Transcribe the data below verbatim from the line with "states. Errors here" to the line with "invoked out of order". Include both of those lines.

──────

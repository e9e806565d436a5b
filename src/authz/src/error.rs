//! Error types for the authorization crate

use crate::pipeline::AttemptState;
use thiserror::Error;

/// Authorization errors
///
/// Authentication outcomes (unknown principal, denied authorization) are
/// NOT errors; they surface as boolean results and terminal pipeline
/// states. Errors here are configuration failures, collaborator failures,
/// and pipeline misuse.
#[derive(Debug, Error)]
pub enum AuthzError {
    /// Configuration validation or lookup failure
    #[error(transparent)]
    Config(#[from] palisade_config::ConfigError),

    /// A pipeline operation was invoked out of order
    #[error("invalid pipeline state: {operation} is not valid in state {state}")]
    InvalidState {
        /// Operation that was attempted
        operation: &'static str,
        /// State the pipeline was in
        state: AttemptState,
    },

    /// The realm collaborator failed or rejected the input
    #[error("realm failure: {0}")]
    RealmFailure(String),
}

/// Result type for authorization operations
pub type Result<T> = std::result::Result<T, AuthzError>;
//! Staged authorization pipeline
//!
//! One authentication attempt walks a one-way state machine:
//!
//! ```text
//! Created -> NameSet -> ExistenceChecked -> Authorized -> Succeeded
//!               |               |
//!               v               v
//!       Failed(UnknownPrincipal)  Failed(AuthorizationDenied)
//! ```
//!
//! Out-of-order calls are programming errors and return
//! [`AuthzError::InvalidState`]; they never panic and never reorder.
//! A failed or finished attempt cannot be restarted; callers create a
//! fresh pipeline per attempt.

use crate::error::{AuthzError, Result};
use crate::mapper::RoleMappingStages;
use crate::policy::PermissionPolicy;
use crate::realm::{RawAttributes, RealmStore};
use crate::roles::RoleSet;
use serde::Serialize;
use std::fmt;
use std::sync::Arc;
use tracing::{debug, info, warn};
use uuid::Uuid;

/// Terminal failure of an authentication attempt
#[derive(Debug, Clone, Copy, PartialEq, Eq, Serialize)]
pub enum AttemptFailure {
    /// The realm does not know the principal
    UnknownPrincipal,

    /// The permission policy denied the principal
    AuthorizationDenied,
}

/// State of one authentication attempt
#[derive(Debug, Clone, Copy, PartialEq, Eq, Serialize)]
pub enum AttemptState {
    /// Fresh pipeline, no principal bound
    Created,

    /// Candidate principal bound
    NameSet,

    /// Realm confirmed the principal exists
    ExistenceChecked,

    /// Permission policy granted access
    Authorized,

    /// Identity frozen and readable
    Succeeded,

    /// Attempt terminated without an identity
    Failed(AttemptFailure),
}

impl fmt::Display for AttemptState {
    fn fmt(&self, f: &mut fmt::Formatter<'_>) -> fmt::Result {
        match self {
            Self::Created => f.write_str("created"),
            Self::NameSet => f.write_str("name-set"),
            Self::ExistenceChecked => f.write_str("existence-checked"),
            Self::Authorized => f.write_str("authorized"),
            Self::Succeeded => f.write_str("succeeded"),
            Self::Failed(AttemptFailure::UnknownPrincipal) => {
                f.write_str("failed(unknown-principal)")
            }
            Self::Failed(AttemptFailure::AuthorizationDenied) => {
                f.write_str("failed(authorization-denied)")
            }
        }
    }
}

/// Authenticated identity, frozen at `succeed()`
#[derive(Debug, Clone, PartialEq, Eq, Serialize)]
pub struct Identity {
    principal: String,
    roles: RoleSet,
    attempt_id: Uuid,
}

impl Identity {
    /// The authenticated principal name
    pub fn principal(&self) -> &str {
        &self.principal
    }

    /// The effective roles
    pub fn roles(&self) -> &RoleSet {
        &self.roles
    }

    /// Correlation id of the attempt that produced this identity
    pub fn attempt_id(&self) -> Uuid {
        self.attempt_id
    }
}

/// One authentication attempt against a security domain
///
/// Holds the realm and policy collaborators plus the domain's role-mapping
/// stages; collaborator calls are awaited before the next transition.
pub struct AuthorizationPipeline {
    realm: Arc<dyn RealmStore>,
    policy: Arc<dyn PermissionPolicy>,
    stages: RoleMappingStages,
    state: AttemptState,
    attempt_id: Uuid,
    name: Option<String>,
    attributes: Option<RawAttributes>,
    identity: Option<Identity>,
}

impl AuthorizationPipeline {
    /// Create a fresh attempt with no role-mapping stages
    pub fn new(realm: Arc<dyn RealmStore>, policy: Arc<dyn PermissionPolicy>) -> Self {
        Self {
            realm,
            policy,
            stages: RoleMappingStages::new(),
            state: AttemptState::Created,
            attempt_id: Uuid::new_v4(),
            name: None,
            attributes: None,
            identity: None,
        }
    }

    /// Attach the domain's role-mapping stages
    pub fn with_stages(mut self, stages: RoleMappingStages) -> Self {
        self.stages = stages;
        self
    }

    /// Current attempt state
    pub fn state(&self) -> AttemptState {
        self.state
    }

    /// Bind the candidate principal name
    ///
    /// # Errors
    ///
    /// [`AuthzError::InvalidState`] unless the attempt is fresh;
    /// [`AuthzError::RealmFailure`] when the realm rejects the name as
    /// malformed.
    pub async fn set_authentication_name(&mut self, name: impl Into<String>) -> Result<()> {
        self.expect(AttemptState::Created, "set_authentication_name")?;

        let name = name.into();
        self.realm.validate_name(&name).await?;

        debug!(attempt = %self.attempt_id, principal = %name, "authentication name set");
        self.name = Some(name);
        self.state = AttemptState::NameSet;
        Ok(())
    }

    /// Ask the realm whether the bound principal exists
    ///
    /// `false` terminates the attempt; it is an outcome, not an error.
    pub async fn exists(&mut self) -> Result<bool> {
        self.expect(AttemptState::NameSet, "exists")?;
        let name = self.bound_name()?;

        match self.realm.lookup(&name).await? {
            Some(attributes) => {
                debug!(attempt = %self.attempt_id, principal = %name, "principal exists");
                self.attributes = Some(attributes);
                self.state = AttemptState::ExistenceChecked;
                Ok(true)
            }
            None => {
                warn!(attempt = %self.attempt_id, principal = %name, "unknown principal");
                self.state = AttemptState::Failed(AttemptFailure::UnknownPrincipal);
                Ok(false)
            }
        }
    }

    /// Evaluate the permission policy for the confirmed principal
    ///
    /// `false` terminates the attempt; it is an outcome, not an error.
    pub async fn authorize(&mut self) -> Result<bool> {
        self.expect(AttemptState::ExistenceChecked, "authorize")?;
        let name = self.bound_name()?;
        let attributes = self.bound_attributes()?;

        if self.policy.decide(&name, &attributes).await {
            debug!(attempt = %self.attempt_id, principal = %name, "authorization granted");
            self.state = AttemptState::Authorized;
            Ok(true)
        } else {
            warn!(attempt = %self.attempt_id, principal = %name, "authorization denied");
            self.state = AttemptState::Failed(AttemptFailure::AuthorizationDenied);
            Ok(false)
        }
    }

    /// Finalize the attempt and freeze the identity
    ///
    /// Gathers the raw `Roles` attribute values and runs them through the
    /// domain's mapper stages; the resulting role set is immutable for the
    /// lifetime of the identity.
    pub fn succeed(&mut self) -> Result<()> {
        self.expect(AttemptState::Authorized, "succeed")?;
        let name = self.bound_name()?;
        let attributes = self.bound_attributes()?;

        let roles = self.stages.apply(&attributes.roles());
        info!(
            attempt = %self.attempt_id,
            principal = %name,
            roles = roles.len(),
            "authentication succeeded"
        );

        self.identity = Some(Identity {
            principal: name,
            roles,
            attempt_id: self.attempt_id,
        });
        self.state = AttemptState::Succeeded;
        Ok(())
    }

    /// The frozen identity of a succeeded attempt
    pub fn authorized_identity(&self) -> Result<&Identity> {
        match (&self.state, &self.identity) {
            (AttemptState::Succeeded, Some(identity)) => Ok(identity),
            _ => Err(AuthzError::InvalidState {
                operation: "authorized_identity",
                state: self.state,
            }),
        }
    }

    fn expect(&self, want: AttemptState, operation: &'static str) -> Result<()> {
        if self.state == want {
            Ok(())
        } else {
            Err(AuthzError::InvalidState {
                operation,
                state: self.state,
            })
        }
    }

    fn bound_name(&self) -> Result<String> {
        self.name
            .clone()
            .ok_or(AuthzError::InvalidState {
                operation: "bound_name",
                state: self.state,
            })
    }

    fn bound_attributes(&self) -> Result<RawAttributes> {
        self.attributes
            .clone()
            .ok_or(AuthzError::InvalidState {
                operation: "bound_attributes",
                state: self.state,
            })
    }
}

#[cfg(test)]
mod tests {
    use super::*;
    use crate::policy::PermitAll;
    use crate::realm::InMemoryRealm;

    fn pipeline_with(realm: InMemoryRealm) -> AuthorizationPipeline {
        AuthorizationPipeline::new(Arc::new(realm), Arc::new(PermitAll))
    }

    #[tokio::test]
    async fn test_states_advance_one_way() {
        let realm = InMemoryRealm::new();
        realm.add_identity("john").await;
        let mut pipeline = pipeline_with(realm);

        assert_eq!(pipeline.state(), AttemptState::Created);
        pipeline.set_authentication_name("john").await.unwrap();
        assert_eq!(pipeline.state(), AttemptState::NameSet);
        assert!(pipeline.exists().await.unwrap());
        assert_eq!(pipeline.state(), AttemptState::ExistenceChecked);
        assert!(pipeline.authorize().await.unwrap());
        assert_eq!(pipeline.state(), AttemptState::Authorized);
        pipeline.succeed().unwrap();
        assert_eq!(pipeline.state(), AttemptState::Succeeded);
    }

    #[tokio::test]
    async fn test_identity_before_succeed_is_invalid() {
        let realm = InMemoryRealm::new();
        realm.add_identity("john").await;
        let mut pipeline = pipeline_with(realm);

        pipeline.set_authentication_name("john").await.unwrap();
        let err = pipeline.authorized_identity().unwrap_err();
        assert!(matches!(err, AuthzError::InvalidState { .. }));
    }

    #[tokio::test]
    async fn test_unknown_principal_terminates_attempt() {
        let mut pipeline = pipeline_with(InMemoryRealm::new());

        pipeline.set_authentication_name("ghost").await.unwrap();
        assert!(!pipeline.exists().await.unwrap());
        assert_eq!(
            pipeline.state(),
            AttemptState::Failed(AttemptFailure::UnknownPrincipal)
        );

        // The attempt is terminal; authorize is now out of order.
        assert!(matches!(
            pipeline.authorize().await,
            Err(AuthzError::InvalidState { .. })
        ));
    }
}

──────

### ANSWER TO THIS TASK
/// states. Errors here are configuration failures, collaborator failures,
/// and pipeline misuse.
#[derive(Debug, Error)]
pub enum AuthzError {
    /// Configuration validation or lookup failure
    #[error(transparent)]
    Config(#[from] palisade_config::ConfigError),

    /// A pipeline operation was invoked out of order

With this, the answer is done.